Introduction
The field of orthodontics has undergone significant transformations with the advent of digital technology. Digital dentistry, encompassing a wide range of tools such as digital imaging, 3D printing, and computer-aided design/computer-aided manufacturing (CAD/CAM) systems, has revolutionized diagnostic procedures, treatment planning, and patient outcomes [1, 2]. The integration of these digital advancements into orthodontic practice has not only improved the precision and efficiency of treatments but also enhanced patient experiences through more accurate and less invasive methods.
One of the significant challenges in orthodontics is the diagnosis and management of impacted canines [3]. Impacted canines occur in approximately 1-3% of the population, with maxillary canines being more frequently affected than mandibular canines. Accurate diagnosis is crucial as these impactions can lead to complications such as root resorption of adjacent teeth, cyst formation, and aesthetic concerns. Traditional 2D diagnostic tools, such as panoramic radiographs, often fall short in providing precise localization and orientation of impacted canines, leading to potential misdiagnosis or treatment delays. Studies have shown that panoramic radiographs can misinterpret the position of impacted canines in up to 50% of cases, emphasizing the need for more reliable diagnostic tools.

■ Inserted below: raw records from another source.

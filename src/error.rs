//! Client-level error types shared across the request executor, session layer, and endpoints.
//!
//! Every failure carries an HTTP-status-shaped code: application errors keep the status the
//! server answered with, while transport and configuration failures are tagged with
//! [`TransportError::STATUS`] so callers can branch on one numeric axis.

// crates.io
use serde_json::Value;
// self
use crate::_prelude::*;

/// Client-wide result type alias returning [`Error`] by default.
pub type Result<T, E = Error> = std::result::Result<T, E>;

type BoxError = Box<dyn std::error::Error + Send + Sync>;

/// Canonical client error exposed by public APIs.
#[derive(Debug, ThisError)]
pub enum Error {
	/// Server answered with a non-success status.
	#[error(transparent)]
	Api(#[from] ApiError),
	/// Request never produced a decodable server answer.
	#[error(transparent)]
	Transport(#[from] TransportError),
	/// Local configuration problem.
	#[error(transparent)]
	Config(#[from] ConfigError),
}
impl Error {
	/// HTTP-status-shaped code of this failure.
	///
	/// Application errors report the actual response status; everything that never yielded a
	/// server verdict reports [`TransportError::STATUS`].
	pub fn status(&self) -> u16 {
		match self {
			Self::Api(e) => e.status,
			Self::Transport(_) | Self::Config(_) => TransportError::STATUS,
		}
	}
}

/// Structured application failure: the server answered, and the answer was an error.
///
/// The display form follows the surfaced-message rule: if the response body carries a string
/// `message` field, that string is the message; otherwise the whole body is serialized.
#[derive(Clone, Debug, PartialEq, ThisError)]
#[error("{}", surface_message(.body))]
pub struct ApiError {
	/// HTTP status code the server answered with.
	pub status: u16,
	/// Parsed response body.
	pub body: Value,
}
impl ApiError {
	/// Constructs an application error from a response status and parsed body.
	pub fn new(status: u16, body: Value) -> Self {
		Self { status, body }
	}

	/// The canonical rejection raised when no refresh credential is on hand.
	pub fn invalid_request() -> Self {
		Self::new(401, serde_json::json!({ "error": "invalid_request" }))
	}

	/// Human-oriented message for this failure.
	pub fn message(&self) -> String {
		surface_message(&self.body)
	}
}

fn surface_message(body: &Value) -> String {
	match body.get("message") {
		Some(Value::String(message)) => message.clone(),
		_ => body.to_string(),
	}
}

/// Failures where no server verdict exists: the wire broke, or the answer was undecodable.
#[derive(Debug, ThisError)]
pub enum TransportError {
	/// Underlying HTTP client reported a network failure.
	#[error("Network error occurred while calling the API.")]
	Network {
		/// Transport-specific network error.
		#[source]
		source: BoxError,
	},
	/// Server answer could not be decoded as the expected JSON shape.
	#[error("API returned malformed JSON.")]
	Decode {
		/// Structured parsing failure.
		#[source]
		source: serde_path_to_error::Error<serde_json::Error>,
	},
	/// Request target could not be assembled into a valid URL.
	#[error("Request target is not a valid URL.")]
	Target {
		/// Underlying parsing failure.
		#[source]
		source: url::ParseError,
	},
}
impl TransportError {
	/// Status code standing in for every failure that never produced a server verdict.
	pub const STATUS: u16 = 500;

	/// Wraps a transport-specific network error.
	pub fn network(src: impl 'static + Send + Sync + std::error::Error) -> Self {
		Self::Network { source: Box::new(src) }
	}
}
impl From<reqwest::Error> for TransportError {
	fn from(e: reqwest::Error) -> Self {
		Self::network(e)
	}
}
impl From<url::ParseError> for TransportError {
	fn from(e: url::ParseError) -> Self {
		Self::Target { source: e }
	}
}

/// Configuration and validation failures raised while assembling the client.
#[derive(Debug, ThisError)]
pub enum ConfigError {
	/// HTTP client could not be constructed.
	#[error("HTTP client could not be constructed.")]
	HttpClientBuild {
		/// Underlying transport builder failure.
		#[source]
		source: BoxError,
	},
	/// API base is not a parseable URL.
	#[error("API base is not a valid URL.")]
	InvalidBase {
		/// Underlying parsing failure.
		#[source]
		source: url::ParseError,
	},
	/// A computed header value contains bytes HTTP forbids.
	#[error("Header `{name}` carries an invalid value.")]
	InvalidHeaderValue {
		/// Header the value was destined for.
		name: &'static str,
		/// Underlying validation failure.
		#[source]
		source: reqwest::header::InvalidHeaderValue,
	},
}
impl ConfigError {
	/// Wraps a transport's builder failure inside [`ConfigError`].
	pub fn http_client_build(src: impl 'static + Send + Sync + std::error::Error) -> Self {
		Self::HttpClientBuild { source: Box::new(src) }
	}
}
impl From<reqwest::Error> for ConfigError {
	fn from(e: reqwest::Error) -> Self {
		Self::http_client_build(e)
	}
}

Cone Beam Computed Tomography (CBCT) has emerged as a valuable tool in this context, providing three-dimensional imaging that allows for precise localization and assessment of impacted canines. Alongside CBCT, another diagnostic tool gaining prominence is the KPG index. The KPG index is designed to assess and predict the outcomes of orthodontic treatments, offering a comprehensive approach that combines both aesthetic and functional parameters. With its robust diagnostic framework, it assists clinicians in predicting the complexity of cases involving impacted canines, facilitating more targeted and effective interventions. When these tools are combined, the diagnostic accuracy and treatment planning for impacted canines are further enhanced. As orthodontics increasingly embraces digital technology, the KPG index stands out for its potential to integrate seamlessly with these tools, thereby improving its diagnostic and predictive capabilities [4].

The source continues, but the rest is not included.